I narrow my eyes. She’s not unaffected—that I can tell. “This offer won’t keep getting better. It may start going away.”

“Good,” she says. “Iwantyour offer to go away. It’s bribery. It’s illegal. It’s wrong.” She looks around the room, gazes through the open doorway. You can see clear through to the plate glass window in the main room, and the lights of the city street beyond it. There’s a couple in the far corner in the main room, heads bent over their meals. “Is it okay that we’re doing this in here?”

Really? That’s her concern? “This restaurant doesn’t close for hours and there’s nobody in this entire section. Nobody would hear it. I think they’re fine with us sitting here.”

She adjusts the angle of the screen.

“That was five hundred thousand,” I say. “Dollars. Just so we’re clear. Cash, silently appearing inside whatever bank account you name. It wouldn’t go through Bexley or the lawyers. Nobody would know.”

“I don’t want it.” With that she hits play.

I stare, dumbfounded as the screen fills with images of people on the street outside 341, some with bikes. They’re rambling on about bike racks, and the perils of locking their bikes up to street signs.

“Did you sign something swearing you wouldn’t take money from me?” I ask.

“No. And that’s the last question you get. You’ll save your questions until the end of the presentation.”

My mind is spinning.

Why won’t she take the money? And if it’s not money, what does she want?

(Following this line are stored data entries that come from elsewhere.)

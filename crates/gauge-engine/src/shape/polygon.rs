use crate::coords::{Angle, Point, Transform};
use crate::surface::DrawContext;

use super::Style;

/// Closed polygon. The vertex count and order are fixed at construction;
/// transforms only move the vertices.
///
/// An empty vertex list is a caller precondition violation; drawing it
/// records nothing.
#[derive(Debug, Clone, PartialEq)]
pub struct Polygon {
    points: Vec<Point>,
    pub style: Style,
}

impl Polygon {
    pub fn new(points: Vec<Point>, style: Style) -> Self {
        debug_assert!(!points.is_empty(), "polygon needs at least one point");
        Self { points, style }
    }

    #[inline]
    pub fn points(&self) -> &[Point] {
        &self.points
    }

    /// Arithmetic mean of the vertices.
    pub fn centroid(&self) -> Point {
        let sum = self.points.iter().fold(Point::zero(), |acc, &p| acc + p);
        sum / self.points.len() as f64
    }

    /// Scales about the centroid instead of the coordinate origin.
    pub fn scale_in_place(&mut self, s: f64) -> &mut Self {
        let c = self.centroid();
        self.translate(-c.x, -c.y).scale(s).translate(c.x, c.y)
    }

    pub(crate) fn points_mut(&mut self) -> &mut [Point] {
        &mut self.points
    }

    pub fn draw(&self, ctx: &mut dyn DrawContext, _progress: f64) {
        let Some((first, rest)) = self.points.split_first() else { return };
        let o = ctx.origin();

        ctx.begin_path();
        ctx.move_to(first.x + o.x, first.y + o.y);
        for p in rest {
            ctx.line_to(p.x + o.x, p.y + o.y);
        }
        ctx.close_path();
        self.style.paint_path(ctx, o);
    }
}

impl Transform for Polygon {
    fn translate(&mut self, dx: f64, dy: f64) -> &mut Self {
        for p in &mut self.points {
            p.translate(dx, dy);
        }
        self
    }

    fn scale(&mut self, s: f64) -> &mut Self {
        for p in &mut self.points {
            p.scale(s);
        }
        self
    }

    fn rotate(&mut self, theta: Angle) -> &mut Self {
        for p in &mut self.points {
            p.rotate(theta);
        }
        self
    }
}

#[cfg(test)]
mod tests {
    use super::*;
    use crate::coords::Rect;
    use crate::paint::{Color, Paint};
    use crate::scene::{DrawCmd, Recorder};
    use crate::surface::{Shadow, Surface};

    fn square() -> Polygon {
        Polygon::new(
            vec![
                Point::new(0.0, 0.0),
                Point::new(10.0, 0.0),
                Point::new(10.0, 10.0),
                Point::new(0.0, 10.0),
            ],
            Style::stroked(Color::WHITE, 2.0),
        )
    }

    // ── transforms ────────────────────────────────────────────────────────

    #[test]
    fn centroid_is_mean() {
        assert_eq!(square().centroid(), Point::new(5.0, 5.0));
    }

    #[test]
    fn scale_in_place_keeps_centroid() {
        let mut p = square();
        p.scale_in_place(3.0);
        assert_eq!(p.centroid(), Point::new(5.0, 5.0));
        assert_eq!(p.points()[0], Point::new(-10.0, -10.0));
    }

    #[test]
    fn rotate_about_centroid_keeps_vertex_count_and_order() {
        let mut p = square();
        p.rotate_about_point(5.0, 5.0, Angle::Deg(90.0));
        assert_eq!(p.points().len(), 4);
        let first = p.points()[0];
        assert!(first.distance_to(Point::new(10.0, 0.0)) < 1e-9);
    }

    // ── draw ──────────────────────────────────────────────────────────────

    #[test]
    fn strokes_by_default() {
        let mut rec = Recorder::new();
        square().draw(&mut rec, 0.0);
        let items = rec.list().items();
        assert_eq!(items.len(), 1);
        let DrawCmd::Stroke(s) = &items[0] else { panic!("expected stroke") };
        assert_eq!(s.line_width, 2.0);
        assert_eq!(s.paint, Paint::Solid(Color::WHITE));
        assert!(s.path.subpaths()[0].closed);
    }

    #[test]
    fn fills_when_fill_set() {
        let mut rec = Recorder::new();
        let mut p = square();
        p.style.fill = Some(Paint::Solid(Color::BLACK));
        p.draw(&mut rec, 0.0);
        assert!(rec.list().items()[0].is_fill());
    }

    #[test]
    fn surface_origin_offsets_at_draw_time_only() {
        let mut rec = Recorder::new();
        let p = square();
        {
            let mut surface = Surface::new(&mut rec, Point::new(100.0, 50.0));
            p.draw(&mut surface, 0.0);
        }
        let bounds = rec.list().items()[0].path().unwrap().bounds().unwrap();
        assert_eq!(bounds, Rect::new(100.0, 50.0, 10.0, 10.0));
        assert_eq!(p.points()[0], Point::new(0.0, 0.0));
    }

    #[test]
    fn shadow_is_reset_every_draw() {
        let mut rec = Recorder::new();
        let mut shadowed = square();
        shadowed.style = shadowed.style.clone().with_shadow(Color::WHITE, 12.0);
        shadowed.draw(&mut rec, 0.0);
        square().draw(&mut rec, 0.0);

        let items = rec.list().items();
        assert_eq!(items[0].shadow(), Some(Shadow::new(Color::WHITE, 12.0)));
        assert_eq!(items[1].shadow(), Some(Shadow::NONE));
    }
}
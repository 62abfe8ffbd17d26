use std::sync::Once;

/// Logger configuration.
///
/// `env_filter` uses `env_logger` filter syntax, e.g.
/// `"gauge_engine=debug,wgpu=warn"`.
#[derive(Debug, Clone)]
pub struct LoggingConfig {
    pub env_filter: Option<String>,
    pub write_style: env_logger::WriteStyle,
}

impl Default for LoggingConfig {
    fn default() -> Self {
        Self {
            env_filter: None,
            write_style: env_logger::WriteStyle::Auto,
        }
    }
}

impl LoggingConfig {
    pub fn with_filter(mut self, filter: impl Into<String>) -> Self {
        self.env_filter = Some(filter.into());
        self
    }
}

static INIT: Once = Once::new();

/// Initializes the global logger once; later calls are ignored.
///
/// Filter precedence: `config.env_filter`, then `RUST_LOG`, then `info`.
pub fn init_logging(config: LoggingConfig) {
    INIT.call_once(|| {
        let mut builder = env_logger::Builder::new();

        match resolve_filter(config.env_filter, std::env::var("RUST_LOG").ok()) {
            Some(filter) => {
                builder.parse_filters(&filter);
            }
            None => {
                builder.filter_level(log::LevelFilter::Info);
            }
        }
        builder.write_style(config.write_style);

        // A logger installed elsewhere (e.g. by a test harness) wins.
        if builder.try_init().is_err() {
            return;
        }
        log::debug!("logging initialized");
    });
}

fn resolve_filter(explicit: Option<String>, env: Option<String>) -> Option<String> {
    explicit.or(env).filter(|f| !f.trim().is_empty())
}
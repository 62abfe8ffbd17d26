use gauge_engine::math::lerp;

/// Exponential smoothing of a noisy reading.
///
/// Each update moves the held value a fixed fraction (`factor`) of the way
/// toward the new target: `held = lerp(factor, held, target)`. The first
/// update after construction or [`reset`](Hysteresis::reset) takes the target
/// as-is. `factor` is clamped into `[0, 1]`; 1 disables smoothing.
#[derive(Debug, Copy, Clone, PartialEq)]
pub struct Hysteresis {
    factor: f64,
    held: Option<f64>,
}

impl Hysteresis {
    pub fn new(factor: f64) -> Self {
        Self { factor: factor.clamp(0.0, 1.0), held: None }
    }

    pub fn update(&mut self, target: f64) -> f64 {
        let next = match self.held {
            Some(held) => lerp(self.factor, held, target),
            None => target,
        };
        self.held = Some(next);
        next
    }

    #[inline]
    pub fn value(&self) -> Option<f64> {
        self.held
    }

    /// Forgets the held value; the next update starts fresh.
    pub fn reset(&mut self) {
        self.held = None;
    }

    /// Overwrites the held value.
    pub fn hold(&mut self, value: f64) {
        self.held = Some(value);
    }
}
use anyhow::{Context, Result};
use wgpu::SurfaceError;
use winit::dpi::PhysicalSize;
use winit::window::Window;

use super::init::{choose_alpha_mode, choose_surface_format};
use super::{GpuInit, SurfaceErrorAction};

/// wgpu device, queue and the window surface they present to.
///
/// The surface borrows the window for `'w`; the window must outlive this
/// value.
pub struct Gpu<'w> {
    surface: wgpu::Surface<'w>,
    device: wgpu::Device,
    queue: wgpu::Queue,
    config: wgpu::SurfaceConfiguration,

    /// Current drawable size in physical pixels.
    size: PhysicalSize<u32>,
}

/// One acquired frame. Presented when dropped after [`Gpu::submit`], so
/// finish it promptly: holding it blocks the next acquisition.
pub struct GpuFrame {
    pub surface_texture: wgpu::SurfaceTexture,
    pub view: wgpu::TextureView,
    pub encoder: wgpu::CommandEncoder,
}

impl<'w> Gpu<'w> {
    pub async fn new(window: &'w Window, init: GpuInit) -> Result<Self> {
        let size = window.inner_size();
        anyhow::ensure!(size.width > 0 && size.height > 0, "window has zero size");

        let instance = wgpu::Instance::new(&wgpu::InstanceDescriptor {
            backends: wgpu::Backends::all(),
            ..Default::default()
        });

        let surface = instance
            .create_surface(window)
            .context("failed to create wgpu surface")?;

        let adapter = instance
            .request_adapter(&wgpu::RequestAdapterOptions {
                power_preference: wgpu::PowerPreference::HighPerformance,
                compatible_surface: Some(&surface),
                force_fallback_adapter: false,
            })
            .await
            .context("failed to find a suitable GPU adapter")?;

        log::debug!("GPU adapter: {:?}", adapter.get_info().name);

        let (device, queue) = adapter
            .request_device(&wgpu::DeviceDescriptor {
                label: Some("gauge-engine device"),
                required_features: init.required_features,
                required_limits: init.required_limits,
                experimental_features: wgpu::ExperimentalFeatures::disabled(),
                memory_hints: wgpu::MemoryHints::Performance,
                trace: wgpu::Trace::Off,
            })
            .await
            .context("failed to create wgpu device/queue")?;

        let caps = surface.get_capabilities(&adapter);
        let format = choose_surface_format(&caps.formats, init.prefer_srgb)
            .context("no supported surface formats")?;
        let alpha_mode = choose_alpha_mode(&caps.alpha_modes, init.alpha_mode);

        let config = wgpu::SurfaceConfiguration {
            usage: wgpu::TextureUsages::RENDER_ATTACHMENT,
            format,
            width: size.width,
            height: size.height,
            present_mode: init.present_mode,
            alpha_mode,
            view_formats: vec![],
            desired_maximum_frame_latency: init.desired_maximum_frame_latency,
        };
        surface.configure(&device, &config);

        Ok(Gpu {
            surface,
            device,
            queue,
            config,
            size,
        })
    }

    #[inline]
    pub fn surface_format(&self) -> wgpu::TextureFormat {
        self.config.format
    }

    /// Drawable size in physical pixels.
    #[inline]
    pub fn size(&self) -> PhysicalSize<u32> {
        self.size
    }

    #[inline]
    pub fn device(&self) -> &wgpu::Device {
        &self.device
    }

    #[inline]
    pub fn queue(&self) -> &wgpu::Queue {
        &self.queue
    }

    /// Reconfigures the surface. A zero-sized window (minimized) only
    /// records the size; configuration waits for a real size.
    pub fn resize(&mut self, new_size: PhysicalSize<u32>) {
        self.size = new_size;
        if new_size.width == 0 || new_size.height == 0 {
            return;
        }
        self.config.width = new_size.width;
        self.config.height = new_size.height;
        self.surface.configure(&self.device, &self.config);
    }

    pub fn begin_frame(&self) -> std::result::Result<GpuFrame, SurfaceError> {
        let surface_texture = self.surface.get_current_texture()?;
        let view = surface_texture
            .texture
            .create_view(&wgpu::TextureViewDescriptor::default());

        let encoder = self
            .device
            .create_command_encoder(&wgpu::CommandEncoderDescriptor {
                label: Some("gauge frame encoder"),
            });

        Ok(GpuFrame {
            surface_texture,
            view,
            encoder,
        })
    }

    /// Submits the frame's commands and presents it.
    pub fn submit(&self, frame: GpuFrame) {
        self.queue.submit(std::iter::once(frame.encoder.finish()));
        drop(frame.view);
        frame.surface_texture.present();
    }

    /// Classifies `err` and reconfigures the surface when that is the cure.
    pub fn handle_surface_error(&mut self, err: SurfaceError) -> SurfaceErrorAction {
        let action = SurfaceErrorAction::classify(&err);
        match action {
            SurfaceErrorAction::Reconfigured => {
                if self.size.width > 0 && self.size.height > 0 {
                    self.surface.configure(&self.device, &self.config);
                }
                log::debug!("surface {err:?}; reconfigured");
            }
            SurfaceErrorAction::SkipFrame => log::trace!("surface {err:?}; frame skipped"),
            SurfaceErrorAction::Fatal => log::error!("surface {err:?}; giving up"),
        }
        action
    }
}
//! Composite meshes with progress-aware drawing.
//!
//! Each builder returns a [`Mesh`](crate::shape::Mesh) tagged with a
//! [`MeshKind`](crate::shape::MeshKind); the mesh's `draw` dispatches to the
//! matching `draw` function here.

pub(crate) mod intervals;
pub(crate) mod rounded_arc;
pub(crate) mod rounded_rect;

pub use intervals::progress_bar_intervals;
pub use rounded_arc::{rounded_arc, set_rounded_arc_color};
pub use rounded_rect::rounded_rect;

“You could do a lot of good with that kind of money,” I try.

“Shhh.”

“It wasn’t a question; it was an observation.”

She gives me a dark look, monitoring me until I pretend to be watching. She is not a wealthy woman. I know where she lives. I know where she came from.

The video rolls on.

What am I not seeing? Nobody is incorruptible—not even her. I was there in the limo when she gave in to that kiss, kissing me back, breathlessly indulging herself. She wanted the kiss every bit as much as I did—of that I am sure. She crossed a line then. Why the hell not cross this one?

“Are you even watching?” she asks.

“My eyes are pointed that way, so I’m technically watching, but really I’m thinking about something else.”

“Do I have to start it over?”

“God, no,” I say.

“Then you’d better watch or you won’t get your check mark for the day,” she says.

“But my thoughts are so much more interesting.”

She backs up a few minutes and makes me watch it over. A discussion about bike racks.

“Don’t you want to know what I’m thinking?”

The way she blushes gives me a good idea of what she thinks I’m thinking. She’s pretending to watch the video, but I think she’s not. I can see the drumbeat of her pulse banging in her neck.

“Elle,” I pursue. “Wouldn’t you like to know?”

“Quit interrupting or we’ll start the hour over.”

“What do you want? Tell me that.”

“I’m gonna delete yesterday’s check mark if you don’t pay attention.”